§ **WHAT YOU ARE ASKED TO DO**
Copy out all lines from the entries below in which "this" occurs.

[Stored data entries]
== Segment start ==
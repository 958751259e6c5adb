#![forbid(unsafe_code)]

//! Geometric and physical primitives for panel heights.
//!
//! All functions here are pure. Heights and distances are pixels (`f64`).
//!
//! # Invariants
//!
//! 1. [`clamp`] never returns a value outside `[min, max]` when `min <= max`.
//! 2. [`rubber_band`] is bounded by `max_overshoot` and monotonically
//!    non-decreasing in `overshoot`.
//! 3. [`progress`] always returns a value in `[0.0, 1.0]`.

/// Bound `value` to `[min, max]`.
///
/// Unlike [`f64::clamp`], this does not panic when `min > max`; it returns
/// `min` in that case. NaN inputs resolve to `min`.
#[inline]
#[must_use]
pub fn clamp(value: f64, min: f64, max: f64) -> f64 {
    if min > max || value.is_nan() {
        return min;
    }
    value.max(min).min(max)
}

/// Damp an overshoot past a bound.
///
/// Returns `min(overshoot * factor, max_overshoot)`. `factor` is clamped to
/// `[0, 1]`; a larger factor means less resistance. Negative overshoot is
/// treated as zero.
#[inline]
#[must_use]
pub fn rubber_band(overshoot: f64, factor: f64, max_overshoot: f64) -> f64 {
    let overshoot = overshoot.max(0.0);
    let factor = clamp(factor, 0.0, 1.0);
    (overshoot * factor).min(max_overshoot.max(0.0))
}

/// Fraction of the height range covered by `height`, clamped to `[0, 1]`.
///
/// A degenerate range (`max <= min`) reports full progress.
#[inline]
#[must_use]
pub fn progress(height: f64, min: f64, max: f64) -> f64 {
    let span = max - min;
    if span <= f64::EPSILON {
        return 1.0;
    }
    clamp((height - min) / span, 0.0, 1.0)
}

/// Linear interpolation between `a` and `b`.
#[inline]
#[must_use]
pub fn lerp(a: f64, b: f64, t: f64) -> f64 {
    a + (b - a) * t
}

/// Closed height interval a panel may rest in.
#[derive(Debug, Clone, Copy, PartialEq)]
pub struct HeightRange {
    /// Lowest resting height.
    pub min: f64,
    /// Highest resting height.
    pub max: f64,
}

impl HeightRange {
    /// Create a range. Callers validate `min <= max` beforehand.
    #[inline]
    pub const fn new(min: f64, max: f64) -> Self {
        Self { min, max }
    }

    /// Clamp `height` into the range.
    #[inline]
    #[must_use]
    pub fn clamp(&self, height: f64) -> f64 {
        clamp(height, self.min, self.max)
    }

    /// Whether `height` lies inside the range (inclusive).
    #[inline]
    #[must_use]
    pub fn contains(&self, height: f64) -> bool {
        height >= self.min && height <= self.max
    }

    /// Fraction of the range covered by `height`.
    #[inline]
    #[must_use]
    pub fn progress(&self, height: f64) -> f64 {
        progress(height, self.min, self.max)
    }

    /// The bound nearest to `height`.
    #[inline]
    #[must_use]
    pub fn nearest_bound(&self, height: f64) -> f64 {
        if (height - self.max).abs() <= (height - self.min).abs() {
            self.max
        } else {
            self.min
        }
    }
}
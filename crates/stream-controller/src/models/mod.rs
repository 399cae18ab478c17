//! Stream Controller models.
//!
//! Contains the wire types of the control surface and the stream
//! configuration payload stored by the registry.

use chrono::{DateTime, Utc};
use serde::{Deserialize, Serialize};
use std::collections::BTreeMap;

/// Envelope status for a successful operation.
pub const STATUS_SUCCESS: u8 = 1;

/// Envelope status for a failed operation.
pub const STATUS_FAILURE: u8 = 0;

/// Payload returned by mutating endpoints on success.
pub const SUCCESS_MARKER: &str = "success";

/// Uniform response envelope used by every stream endpoint.
///
/// ```json
/// { "status": 1, "payload": "success" }
/// ```
#[derive(Debug, Clone, PartialEq, Serialize, Deserialize)]
pub struct Envelope<T> {
    /// `1` on success, `0` on failure.
    pub status: u8,

    /// Result data on success, error text on failure.
    pub payload: T,
}

impl<T> Envelope<T> {
    pub fn success(payload: T) -> Self {
        Self {
            status: STATUS_SUCCESS,
            payload,
        }
    }

    pub fn failure(payload: T) -> Self {
        Self {
            status: STATUS_FAILURE,
            payload,
        }
    }

    pub fn is_success(&self) -> bool {
        self.status == STATUS_SUCCESS
    }
}

impl Envelope<String> {
    /// The `{status: 1, payload: "success"}` marker.
    pub fn ok() -> Self {
        Self::success(SUCCESS_MARKER.to_string())
    }
}

/// Configuration of one stream.
///
/// The registry treats everything except the optional display `name` as an
/// opaque settings object; identity comes from the key it is stored under.
#[derive(Debug, Clone, Default, PartialEq, Serialize, Deserialize)]
pub struct StreamConfig {
    /// Human readable stream name.
    #[serde(default, skip_serializing_if = "Option::is_none")]
    pub name: Option<String>,

    /// Remaining settings (channels, URLs, flags...).
    #[serde(flatten)]
    pub settings: serde_json::Map<String, serde_json::Value>,
}

impl StreamConfig {
    /// Config with only a display name set.
    pub fn named(name: impl Into<String>) -> Self {
        Self {
            name: Some(name.into()),
            settings: serde_json::Map::new(),
        }
    }

    /// Builder-style setter for an opaque setting.
    #[cfg(test)]
    pub fn with_setting(mut self, key: impl Into<String>, value: serde_json::Value) -> Self {
        self.settings.insert(key.into(), value);
        self
    }
}

/// Batch add request body.
///
/// Accepts either a bare `{key: config}` mapping or the wrapped
/// `{"streams": {key: config}}` form. A body whose only key is `"streams"`
/// is read as the wrapped form first, so `{"streams": {}}` is an empty batch;
/// it falls back to a bare stream named `streams` only if the wrapped reading
/// does not parse.
#[derive(Debug, Clone, PartialEq)]
pub enum BatchAddRequest {
    Wrapped(Option<BTreeMap<String, StreamConfig>>),
    Bare(BTreeMap<String, StreamConfig>),
}

impl<'de> Deserialize<'de> for BatchAddRequest {
    fn deserialize<D>(deserializer: D) -> Result<Self, D::Error>
    where
        D: serde::Deserializer<'de>,
    {
        use serde::de::Error as _;

        let body = serde_json::Map::<String, serde_json::Value>::deserialize(deserializer)?;

        if body.len() == 1 {
            if let Some(inner) = body.get(WRAPPED_STREAMS_KEY) {
                match serde_json::from_value(inner.clone()) {
                    Ok(streams) => return Ok(BatchAddRequest::Wrapped(streams)),
                    Err(wrapped_err) => {
                        return serde_json::from_value(serde_json::Value::Object(body))
                            .map(BatchAddRequest::Bare)
                            .map_err(|_| D::Error::custom(wrapped_err));
                    }
                }
            }
        }

        serde_json::from_value(serde_json::Value::Object(body))
            .map(BatchAddRequest::Bare)
            .map_err(D::Error::custom)
    }
}

/// Key of the wrapped batch add form.
pub const WRAPPED_STREAMS_KEY: &str = "streams";

impl BatchAddRequest {
    /// Flatten into the key-ordered mapping of streams to admit.
    pub fn into_streams(self) -> BTreeMap<String, StreamConfig> {
        match self {
            BatchAddRequest::Wrapped(streams) => streams.unwrap_or_default(),
            BatchAddRequest::Bare(streams) => streams,
        }
    }
}

/// Registry view of one stream, as returned by the list endpoint.
#[derive(Debug, Clone, PartialEq, Serialize, Deserialize)]
pub struct StreamListing {
    pub config: StreamConfig,
    pub admitted_at: DateTime<Utc>,
    pub updated_at: DateTime<Utc>,
}

/// Lifecycle state of a stream runner as reported by the stream processor.
#[derive(Debug, Clone, Copy, PartialEq, Eq, Serialize, Deserialize)]
#[serde(rename_all = "snake_case")]
pub enum RunnerState {
    Running,
    /// Registered, but the runner has not been started yet.
    Pending,
}

/// Runner status reported by the stream processor.
#[derive(Debug, Clone, PartialEq, Serialize, Deserialize)]
pub struct RunnerStatus {
    pub state: RunnerState,

    #[serde(skip_serializing_if = "Option::is_none")]
    pub started_at: Option<DateTime<Utc>>,

    /// Number of reloads since the runner was (re)started with a new config.
    pub restarts: u32,
}

/// Full stream info returned by `GET /stream/:key/info`.
#[derive(Debug, Clone, PartialEq, Serialize, Deserialize)]
pub struct StreamInfo {
    pub key: String,
    pub config: StreamConfig,
    pub admitted_at: DateTime<Utc>,
    pub updated_at: DateTime<Utc>,
    pub runner: RunnerStatus,
}

/// Health check response.
///
/// Returned by the `/health` endpoint.
#[derive(Debug, Clone, Serialize, Deserialize)]
pub struct HealthResponse {
    /// Service health status.
    pub status: String,

    /// Identifier of this controller instance.
    pub instance_id: String,

    /// Number of streams currently registered.
    pub streams: usize,

    /// Configured capacity of the registry.
    pub max_streams: usize,
}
== Segment end ==
§ **RESPONSE BELOW**
/// Unlike [`f64::clamp`], this does not panic when `min > max`; it returns
    /// Identifier of this controller instance.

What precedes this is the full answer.